Required work. Every entry must appear in the answer exactly as it does here.

════

//! Request number allocation
//!
//! A request number is the creation minute followed by a four digit ordinal
//! that is unique within that minute, e.g. `20250314_0915_0003`. Numbers sort
//! lexicographically in creation order across minutes.
//!
//! Uniqueness is owned by the store, never by a process-local counter. The
//! allocator derives the next ordinal from a count of existing numbers and asks
//! the store to claim it; a store that already holds the number answers
//! [`Claim::Taken`] and the allocator re-counts and tries again within a
//! bounded budget. Stores may additionally serialize claims per prefix.

pub mod memory;
pub mod postgres;

use async_trait::async_trait;
use chrono::{DateTime, NaiveDateTime, Utc};
use std::fmt;
use std::str::FromStr;
use thiserror::Error;

pub use memory::MemoryRequestStore;
pub use postgres::PgRequestStore;

/// strftime layout of the minute prefix
pub const PREFIX_FORMAT: &str = "%Y%m%d_%H%M";

/// Largest ordinal that fits the zero-padded four digit width
pub const MAX_SEQUENCE: u32 = 9999;

pub const DEFAULT_MAX_ATTEMPTS: u32 = 5;

#[derive(Debug, Error)]
pub enum StoreError {
    #[error("Request store unavailable: {0}")]
    Unavailable(String),

    #[error("You already have a request for the same date, time and location.")]
    SlotTaken,

    #[error("Request store error: {0}")]
    Backend(String),
}

#[derive(Debug, Error)]
pub enum AllocationError {
    #[error("Could not allocate a unique request number for {prefix} after {attempts} attempts")]
    Conflict { prefix: String, attempts: u32 },

    #[error("All {max} request numbers for {prefix} are in use")]
    PrefixExhausted { prefix: String, max: u32 },

    #[error(transparent)]
    Store(#[from] StoreError),
}

impl AllocationError {
    /// Transient failures are worth one more attempt from the caller
    pub fn is_transient(&self) -> bool {
        matches!(
            self,
            AllocationError::Conflict { .. } | AllocationError::Store(StoreError::Unavailable(_))
        )
    }
}

/// Outcome of asking the store to take ownership of a number
#[derive(Debug, Clone, Copy, PartialEq, Eq)]
pub enum Claim {
    Claimed,
    Taken,
}

/// Backing store for allocated numbers.
///
/// `claim` must be atomic with respect to other claims of the same number:
/// exactly one caller may observe `Claimed` for a given number.
#[async_trait]
pub trait RequestNumberStore: Send {
    /// Number of existing request numbers that start with `prefix`
    async fn count_with_prefix(&mut self, prefix: &str) -> Result<u32, StoreError>;

    /// Insert `request_number`, reporting `Taken` if it already exists
    async fn claim(&mut self, request_number: &str) -> Result<Claim, StoreError>;
}

/// Minute prefix for a timestamp
pub fn prefix_for(at: DateTime<Utc>) -> String {
    at.format(PREFIX_FORMAT).to_string()
}

#[derive(Debug, Clone, PartialEq, Eq, PartialOrd, Ord, Hash)]
pub struct RequestNumber {
    prefix: String,
    seq: u32,
}

impl RequestNumber {
    pub fn new(prefix: impl Into<String>, seq: u32) -> Self {
        Self {
            prefix: prefix.into(),
            seq,
        }
    }

    pub fn prefix(&self) -> &str {
        &self.prefix
    }

    pub fn seq(&self) -> u32 {
        self.seq
    }
}

impl fmt::Display for RequestNumber {
    fn fmt(&self, f: &mut fmt::Formatter<'_>) -> fmt::Result {
        write!(f, "{}_{:04}", self.prefix, self.seq)
    }
}

#[derive(Debug, Clone, PartialEq, Eq, Error)]
#[error("Malformed request number: {0}")]
pub struct ParseRequestNumberError(String);

impl FromStr for RequestNumber {
    type Err = ParseRequestNumberError;

    fn from_str(s: &str) -> Result<Self, Self::Err> {
        let err = || ParseRequestNumberError(s.to_string());
        let (prefix, seq) = s.rsplit_once('_').ok_or_else(err)?;
        if seq.len() != 4 || !seq.bytes().all(|b| b.is_ascii_digit()) {
            return Err(err());
        }
        NaiveDateTime::parse_from_str(prefix, PREFIX_FORMAT).map_err(|_| err())?;
        let seq: u32 = seq.parse().map_err(|_| err())?;
        if seq == 0 {
            return Err(err());
        }
        Ok(Self::new(prefix, seq))
    }
}

#[derive(Debug, Clone)]
pub struct AllocatorConfig {
    /// Claims attempted before giving up with `AllocationError::Conflict`
    pub max_attempts: u32,
}

impl Default for AllocatorConfig {
    fn default() -> Self {
        Self {
            max_attempts: DEFAULT_MAX_ATTEMPTS,
        }
    }
}

#[derive(Debug, Clone, Default)]
pub struct RequestNumberAllocator {
    config: AllocatorConfig,
}

impl RequestNumberAllocator {
    pub fn new(config: AllocatorConfig) -> Self {
        Self { config }
    }

    pub fn max_attempts(&self) -> u32 {
        self.config.max_attempts.max(1)
    }

    /// Allocate and claim the next request number for the minute of `at`.
    ///
    /// Ordinals past [`MAX_SEQUENCE`] fail with `PrefixExhausted` rather than
    /// widening the suffix, which would break lexicographic ordering.
    pub async fn allocate<S>(&self, store: &mut S, at: DateTime<Utc>) -> Result<RequestNumber, AllocationError>
    where
        S: RequestNumberStore + ?Sized,
    {
        let prefix = prefix_for(at);
        let max_attempts = self.max_attempts();
        // Highest ordinal known to be taken; a stale count never sends us below it
        let mut floor = 0u32;

        for attempt in 1..=max_attempts {
            let existing = store.count_with_prefix(&prefix).await?;
            let seq = existing.saturating_add(1).max(floor + 1);
            if seq > MAX_SEQUENCE {
                tracing::error!("Request numbers exhausted for prefix {}", prefix);
                return Err(AllocationError::PrefixExhausted {
                    prefix,
                    max: MAX_SEQUENCE,
                });
            }

            let candidate = RequestNumber::new(prefix.clone(), seq);
            match store.claim(&candidate.to_string()).await? {
                Claim::Claimed => {
                    tracing::debug!(attempt, request_number = %candidate, "Allocated request number");
                    return Ok(candidate);
                }
                Claim::Taken => {
                    tracing::warn!(
                        attempt,
                        max_attempts,
                        request_number = %candidate,
                        "Request number already taken, retrying"
                    );
                    floor = seq;
                }
            }
        }

        Err(AllocationError::Conflict {
            prefix,
            attempts: max_attempts,
        })
    }
}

════

Answer below.
//! Request number allocation
//!
//! A request number is the creation minute followed by a four digit ordinal
//! that is unique within that minute, e.g. `20250314_0915_0003`. Numbers sort
//! lexicographically in creation order across minutes.
//!
//! Uniqueness is owned by the store, never by a process-local counter. The
//! allocator derives the next ordinal from a count of existing numbers and asks
//! the store to claim it; a store that already holds the number answers
//! [`Claim::Taken`] and the allocator re-counts and tries again within a
//! bounded budget. Stores may additionally serialize claims per prefix.

pub mod memory;
pub mod postgres;

use async_trait::async_trait;
use chrono::{DateTime, NaiveDateTime, Utc};
use std::fmt;
use std::str::FromStr;
use thiserror::Error;

pub use memory::MemoryRequestStore;
pub use postgres::PgRequestStore;

/// strftime layout of the minute prefix
pub const PREFIX_FORMAT: &str = "%Y%m%d_%H%M";

/// Largest ordinal that fits the zero-padded four digit width
pub const MAX_SEQUENCE: u32 = 9999;

pub const DEFAULT_MAX_ATTEMPTS: u32 = 5;

#[derive(Debug, Error)]
pub enum StoreError {
    #[error("Request store unavailable: {0}")]
    Unavailable(String),

    #[error("You already have a request for the same date, time and location.")]
    SlotTaken,

    #[error("Request store error: {0}")]
    Backend(String),
}

#[derive(Debug, Error)]
pub enum AllocationError {
    #[error("Could not allocate a unique request number for {prefix} after {attempts} attempts")]
    Conflict { prefix: String, attempts: u32 },

    #[error("All {max} request numbers for {prefix} are in use")]
    PrefixExhausted { prefix: String, max: u32 },

    #[error(transparent)]
    Store(#[from] StoreError),
}

impl AllocationError {
    /// Transient failures are worth one more attempt from the caller
    pub fn is_transient(&self) -> bool {
        matches!(
            self,
            AllocationError::Conflict { .. } | AllocationError::Store(StoreError::Unavailable(_))
        )
    }
}

/// Outcome of asking the store to take ownership of a number
#[derive(Debug, Clone, Copy, PartialEq, Eq)]
pub enum Claim {
    Claimed,
    Taken,
}

/// Backing store for allocated numbers.
///
/// `claim` must be atomic with respect to other claims of the same number:
/// exactly one caller may observe `Claimed` for a given number.
#[async_trait]
pub trait RequestNumberStore: Send {
    /// Number of existing request numbers that start with `prefix`
    async fn count_with_prefix(&mut self, prefix: &str) -> Result<u32, StoreError>;

    /// Insert `request_number`, reporting `Taken` if it already exists
    async fn claim(&mut self, request_number: &str) -> Result<Claim, StoreError>;
}

/// Minute prefix for a timestamp
pub fn prefix_for(at: DateTime<Utc>) -> String {
    at.format(PREFIX_FORMAT).to_string()
}

#[derive(Debug, Clone, PartialEq, Eq, PartialOrd, Ord, Hash)]
pub struct RequestNumber {
    prefix: String,
    seq: u32,
}

impl RequestNumber {
    pub fn new(prefix: impl Into<String>, seq: u32) -> Self {
        Self {
            prefix: prefix.into(),
            seq,
        }
    }

    pub fn prefix(&self) -> &str {
        &self.prefix
    }

    pub fn seq(&self) -> u32 {
        self.seq
    }
}

impl fmt::Display for RequestNumber {
    fn fmt(&self, f: &mut fmt::Formatter<'_>) -> fmt::Result {
        write!(f, "{}_{:04}", self.prefix, self.seq)
    }
}

#[derive(Debug, Clone, PartialEq, Eq, Error)]
#[error("Malformed request number: {0}")]
pub struct ParseRequestNumberError(String);

impl FromStr for RequestNumber {
    type Err = ParseRequestNumberError;

    fn from_str(s: &str) -> Result<Self, Self::Err> {
        let err = || ParseRequestNumberError(s.to_string());
        let (prefix, seq) = s.rsplit_once('_').ok_or_else(err)?;
        if seq.len() != 4 || !seq.bytes().all(|b| b.is_ascii_digit()) {
            return Err(err());
        }
        NaiveDateTime::parse_from_str(prefix, PREFIX_FORMAT).map_err(|_| err())?;
        let seq: u32 = seq.parse().map_err(|_| err())?;
        if seq == 0 {
            return Err(err());
        }
        Ok(Self::new(prefix, seq))
    }
}

#[derive(Debug, Clone)]
pub struct AllocatorConfig {
    /// Claims attempted before giving up with `AllocationError::Conflict`
    pub max_attempts: u32,
}

impl Default for AllocatorConfig {
    fn default() -> Self {
        Self {
            max_attempts: DEFAULT_MAX_ATTEMPTS,
        }
    }
}

#[derive(Debug, Clone, Default)]
pub struct RequestNumberAllocator {
    config: AllocatorConfig,
}

impl RequestNumberAllocator {
    pub fn new(config: AllocatorConfig) -> Self {
        Self { config }
    }

    pub fn max_attempts(&self) -> u32 {
        self.config.max_attempts.max(1)
    }

    /// Allocate and claim the next request number for the minute of `at`.
    ///
    /// Ordinals past [`MAX_SEQUENCE`] fail with `PrefixExhausted` rather than
    /// widening the suffix, which would break lexicographic ordering.
    pub async fn allocate<S>(&self, store: &mut S, at: DateTime<Utc>) -> Result<RequestNumber, AllocationError>
    where
        S: RequestNumberStore + ?Sized,
    {
        let prefix = prefix_for(at);
        let max_attempts = self.max_attempts();
        // Highest ordinal known to be taken; a stale count never sends us below it
        let mut floor = 0u32;

        for attempt in 1..=max_attempts {
            let existing = store.count_with_prefix(&prefix).await?;
            let seq = existing.saturating_add(1).max(floor + 1);
            if seq > MAX_SEQUENCE {
                tracing::error!("Request numbers exhausted for prefix {}", prefix);
                return Err(AllocationError::PrefixExhausted {
                    prefix,
                    max: MAX_SEQUENCE,
                });
            }

            let candidate = RequestNumber::new(prefix.clone(), seq);
            match store.claim(&candidate.to_string()).await? {
                Claim::Claimed => {
                    tracing::debug!(attempt, request_number = %candidate, "Allocated request number");
                    return Ok(candidate);
                }
                Claim::Taken => {
                    tracing::warn!(
                        attempt,
                        max_attempts,
                        request_number = %candidate,
                        "Request number already taken, retrying"
                    );
                    floor = seq;
                }
            }
        }

        Err(AllocationError::Conflict {
            prefix,
            attempts: max_attempts,
        })
    }
}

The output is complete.